[Dataset entries]
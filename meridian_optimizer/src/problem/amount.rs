use std::cmp::Ordering;
use std::ops::{Add, AddAssign, Index, Sub, SubAssign};

use serde::{Deserialize, Serialize};
use smallvec::SmallVec;

type Vector = SmallVec<[i64; 2]>;

/// Multi-dimensional integer demand/capacity vector. All amounts of a
/// given problem share the same dimension; a missing component reads as
/// zero so partially sized vectors stay harmless in arithmetic.
#[derive(Debug, Clone, PartialEq, Eq, Serialize, Deserialize)]
pub struct Amount(Vector);

impl Amount {
    pub const EMPTY: Amount = Amount(Vector::new_const());

    pub fn empty() -> Self {
        Self::EMPTY
    }

    pub fn zeros(dimension: usize) -> Self {
        Amount(SmallVec::from_elem(0, dimension))
    }

    pub fn from_vec(values: Vec<i64>) -> Self {
        Amount(SmallVec::from_vec(values))
    }

    pub fn len(&self) -> usize {
        self.0.len()
    }

    pub fn is_empty(&self) -> bool {
        self.0.is_empty()
    }

    #[inline]
    pub fn get(&self, index: usize) -> i64 {
        self.0.get(index).copied().unwrap_or(0)
    }

    pub fn iter(&self) -> impl Iterator<Item = i64> + '_ {
        self.0.iter().copied()
    }

    pub fn resize(&mut self, dimension: usize) {
        self.0.resize(dimension, 0);
    }

    pub fn reset(&mut self) {
        self.0.fill(0);
    }

    /// Copies the values of `other` into self.
    pub fn update(&mut self, other: &Amount) {
        self.0.resize(other.0.len(), 0);
        self.0.copy_from_slice(&other.0);
    }

    /// Componentwise maximum, in place.
    pub fn update_max(&mut self, other: &Amount) {
        if self.0.len() < other.0.len() {
            self.0.resize(other.0.len(), 0);
        }
        for (a, b) in self.0.iter_mut().zip(other.0.iter()) {
            *a = (*a).max(*b);
        }
    }

    pub fn is_zero(&self) -> bool {
        self.0.iter().all(|&v| v == 0)
    }

    /// Pointwise `self <= capacity`.
    pub fn fits_in(&self, capacity: &Amount) -> bool {
        let dimension = self.len().max(capacity.len());
        (0..dimension).all(|i| self.get(i) <= capacity.get(i))
    }

    /// Lexicographic comparison, used where a total order over amounts is
    /// needed (e.g. seeding by highest amount).
    pub fn lex_cmp(&self, other: &Amount) -> Ordering {
        let dimension = self.len().max(other.len());
        for i in 0..dimension {
            match self.get(i).cmp(&other.get(i)) {
                Ordering::Equal => continue,
                ordering => return ordering,
            }
        }
        Ordering::Equal
    }
}

impl Default for Amount {
    fn default() -> Self {
        Self::EMPTY
    }
}

impl Index<usize> for Amount {
    type Output = i64;

    #[inline]
    fn index(&self, index: usize) -> &Self::Output {
        &self.0[index]
    }
}

impl AddAssign<&Amount> for Amount {
    fn add_assign(&mut self, rhs: &Amount) {
        if self.0.len() < rhs.0.len() {
            self.0.resize(rhs.0.len(), 0);
        }
        for (a, b) in self.0.iter_mut().zip(rhs.0.iter()) {
            *a += *b;
        }
    }
}

impl SubAssign<&Amount> for Amount {
    fn sub_assign(&mut self, rhs: &Amount) {
        if self.0.len() < rhs.0.len() {
            self.0.resize(rhs.0.len(), 0);
        }
        for (a, b) in self.0.iter_mut().zip(rhs.0.iter()) {
            *a -= *b;
        }
    }
}

impl Add<&Amount> for &Amount {
    type Output = Amount;

    fn add(self, rhs: &Amount) -> Amount {
        let mut result = self.clone();
        result += rhs;
        result
    }
}

impl Sub<&Amount> for &Amount {
    type Output = Amount;

    fn sub(self, rhs: &Amount) -> Amount {
        let mut result = self.clone();
        result -= rhs;
        result
    }
}

#[cfg(test)]
mod tests {
    use super::*;

    #[test]
    fn test_add_assign_with_shorter_lhs() {
        let mut a = Amount::from_vec(vec![10, 20]);
        let b = Amount::from_vec(vec![5, 15, 25]);

        a += &b;

        assert_eq!(a.get(0), 15);
        assert_eq!(a.get(1), 35);
        assert_eq!(a.get(2), 25);
    }

    #[test]
    fn test_sub_assign() {
        let mut a = Amount::from_vec(vec![10, 20, 30]);
        let b = Amount::from_vec(vec![5, 15]);

        a -= &b;

        assert_eq!(a, Amount::from_vec(vec![5, 5, 30]));
    }

    #[test]
    fn test_fits_in() {
        let load = Amount::from_vec(vec![10, 20]);
        let capacity = Amount::from_vec(vec![10, 25]);
        let too_small = Amount::from_vec(vec![9, 25]);

        assert!(load.fits_in(&capacity));
        assert!(!load.fits_in(&too_small));
    }

    #[test]
    fn test_lex_cmp() {
        let a = Amount::from_vec(vec![10, 20]);
        let b = Amount::from_vec(vec![10, 21]);

        assert_eq!(a.lex_cmp(&b), Ordering::Less);
        assert_eq!(b.lex_cmp(&a), Ordering::Greater);
        assert_eq!(a.lex_cmp(&a.clone()), Ordering::Equal);
    }

    #[test]
    fn test_update_max() {
        let mut a = Amount::from_vec(vec![10, 20]);
        a.update_max(&Amount::from_vec(vec![5, 30, 2]));

        assert_eq!(a, Amount::from_vec(vec![10, 30, 2]));
    }
}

### TASK TO COMPLETE:
Print out the complete data above, character for character.

### FINISHED TASK:
filename meridian_optimizer/src/problem/amount.rs
use std::cmp::Ordering;
use std::ops::{Add, AddAssign, Index, Sub, SubAssign};

use serde::{Deserialize, Serialize};
use smallvec::SmallVec;

type Vector = SmallVec<[i64; 2]>;

/// Multi-dimensional integer demand/capacity vector. All amounts of a
/// given problem share the same dimension; a missing component reads as
/// zero so partially sized vectors stay harmless in arithmetic.
#[derive(Debug, Clone, PartialEq, Eq, Serialize, Deserialize)]
pub struct Amount(Vector);

impl Amount {
    pub const EMPTY: Amount = Amount(Vector::new_const());

    pub fn empty() -> Self {
        Self::EMPTY
    }

    pub fn zeros(dimension: usize) -> Self {
        Amount(SmallVec::from_elem(0, dimension))
    }

    pub fn from_vec(values: Vec<i64>) -> Self {
        Amount(SmallVec::from_vec(values))
    }

    pub fn len(&self) -> usize {
        self.0.len()
    }

    pub fn is_empty(&self) -> bool {
        self.0.is_empty()
    }

    #[inline]
    pub fn get(&self, index: usize) -> i64 {
        self.0.get(index).copied().unwrap_or(0)
    }

    pub fn iter(&self) -> impl Iterator<Item = i64> + '_ {
        self.0.iter().copied()
    }

    pub fn resize(&mut self, dimension: usize) {
        self.0.resize(dimension, 0);
    }

    pub fn reset(&mut self) {
        self.0.fill(0);
    }

    /// Copies the values of `other` into self.
    pub fn update(&mut self, other: &Amount) {
        self.0.resize(other.0.len(), 0);
        self.0.copy_from_slice(&other.0);
    }

    /// Componentwise maximum, in place.
    pub fn update_max(&mut self, other: &Amount) {
        if self.0.len() < other.0.len() {
            self.0.resize(other.0.len(), 0);
        }
        for (a, b) in self.0.iter_mut().zip(other.0.iter()) {
            *a = (*a).max(*b);
        }
    }

    pub fn is_zero(&self) -> bool {
        self.0.iter().all(|&v| v == 0)
    }

    /// Pointwise `self <= capacity`.
    pub fn fits_in(&self, capacity: &Amount) -> bool {
        let dimension = self.len().max(capacity.len());
        (0..dimension).all(|i| self.get(i) <= capacity.get(i))
    }

    /// Lexicographic comparison, used where a total order over amounts is
    /// needed (e.g. seeding by highest amount).
    pub fn lex_cmp(&self, other: &Amount) -> Ordering {
        let dimension = self.len().max(other.len());
        for i in 0..dimension {
            match self.get(i).cmp(&other.get(i)) {
                Ordering::Equal => continue,
                ordering => return ordering,
            }
        }
        Ordering::Equal
    }
}

impl Default for Amount {
    fn default() -> Self {
        Self::EMPTY
    }
}

impl Index<usize> for Amount {
    type Output = i64;

    #[inline]
    fn index(&self, index: usize) -> &Self::Output {
        &self.0[index]
    }
}

impl AddAssign<&Amount> for Amount {
    fn add_assign(&mut self, rhs: &Amount) {
        if self.0.len() < rhs.0.len() {
            self.0.resize(rhs.0.len(), 0);
        }
        for (a, b) in self.0.iter_mut().zip(rhs.0.iter()) {
            *a += *b;
        }
    }
}

impl SubAssign<&Amount> for Amount {
    fn sub_assign(&mut self, rhs: &Amount) {
        if self.0.len() < rhs.0.len() {
            self.0.resize(rhs.0.len(), 0);
        }
        for (a, b) in self.0.iter_mut().zip(rhs.0.iter()) {
            *a -= *b;
        }
    }
}

impl Add<&Amount> for &Amount {
    type Output = Amount;

    fn add(self, rhs: &Amount) -> Amount {
        let mut result = self.clone();
        result += rhs;
        result
    }
}

impl Sub<&Amount> for &Amount {
    type Output = Amount;

    fn sub(self, rhs: &Amount) -> Amount {
        let mut result = self.clone();
        result -= rhs;
        result
    }
}

#[cfg(test)]
mod tests {
    use super::*;

    #[test]
    fn test_add_assign_with_shorter_lhs() {
        let mut a = Amount::from_vec(vec![10, 20]);
        let b = Amount::from_vec(vec![5, 15, 25]);

        a += &b;

        assert_eq!(a.get(0), 15);
        assert_eq!(a.get(1), 35);
        assert_eq!(a.get(2), 25);
    }

    #[test]
    fn test_sub_assign() {
        let mut a = Amount::from_vec(vec![10, 20, 30]);
        let b = Amount::from_vec(vec![5, 15]);

        a -= &b;

        assert_eq!(a, Amount::from_vec(vec![5, 5, 30]));
    }

    #[test]
    fn test_fits_in() {
        let load = Amount::from_vec(vec![10, 20]);
        let capacity = Amount::from_vec(vec![10, 25]);
        let too_small = Amount::from_vec(vec![9, 25]);

        assert!(load.fits_in(&capacity));
        assert!(!load.fits_in(&too_small));
    }

    #[test]
    fn test_lex_cmp() {
        let a = Amount::from_vec(vec![10, 20]);
        let b = Amount::from_vec(vec![10, 21]);

        assert_eq!(a.lex_cmp(&b), Ordering::Less);
        assert_eq!(b.lex_cmp(&a), Ordering::Greater);
        assert_eq!(a.lex_cmp(&a.clone()), Ordering::Equal);
    }

    #[test]
    fn test_update_max() {
        let mut a = Amount::from_vec(vec![10, 20]);
        a.update_max(&Amount::from_vec(vec![5, 30, 2]));

        assert_eq!(a, Amount::from_vec(vec![10, 30, 2]));
    }
}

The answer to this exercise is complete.